- GOAL OF THE EXERCISE -
Transcribe, word for word, the line containing "KeyCode::Char('q') | KeyCode::Esc" and each line following it through the end of the listing below. Omit all other lines.

- EXERCISE INPUTS -
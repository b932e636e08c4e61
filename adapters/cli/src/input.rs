//! Translation of key presses and typed lines into commands.

use crossterm::event::{KeyCode, KeyEvent, KeyModifiers};
use wordgrid_core::Command;

/// Maps a raw-mode key press to a command; unknown keys map to [`Command::None`].
pub(crate) fn command_for_key(key: KeyEvent) -> Command {
    match key.code {
        KeyCode::Up => Command::Up,
        KeyCode::Down => Command::Down,
        KeyCode::Left => Command::Left,
        KeyCode::Right => Command::Right,
        KeyCode::Char('c') if key.modifiers.contains(KeyModifiers::CONTROL) => Command::Quit,
        KeyCode::Char('r') => Command::Reset,
        KeyCode::Char('s') => Command::Save,
        KeyCode::Char('q') | KeyCode::Esc => Command::Quit,
        _ => Command::None,
    }
}

/// Maps one line of scripted input to a command.
pub(crate) fn command_for_line(line: &str) -> Command {
    match line.trim().to_ascii_lowercase().as_str() {
        "up" | "u" => Command::Up,
        "down" | "d" => Command::Down,
        "left" | "l" => Command::Left,
        "right" | "r" => Command::Right,
        "reset" => Command::Reset,
        "save" => Command::Save,
        "quit" => Command::Quit,
        _ => Command::None,
    }
}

- SOLUTION TO THE PROBLEM -
        KeyCode::Char('q') | KeyCode::Esc => Command::Quit,
        _ => Command::None,
    }
}

/// Maps one line of scripted input to a command.
pub(crate) fn command_for_line(line: &str) -> Command {
    match line.trim().to_ascii_lowercase().as_str() {
        "up" | "u" => Command::Up,
        "down" | "d" => Command::Down,
        "left" | "l" => Command::Left,
        "right" | "r" => Command::Right,
        "reset" => Command::Reset,
        "save" => Command::Save,
        "quit" => Command::Quit,
        _ => Command::None,
    }
}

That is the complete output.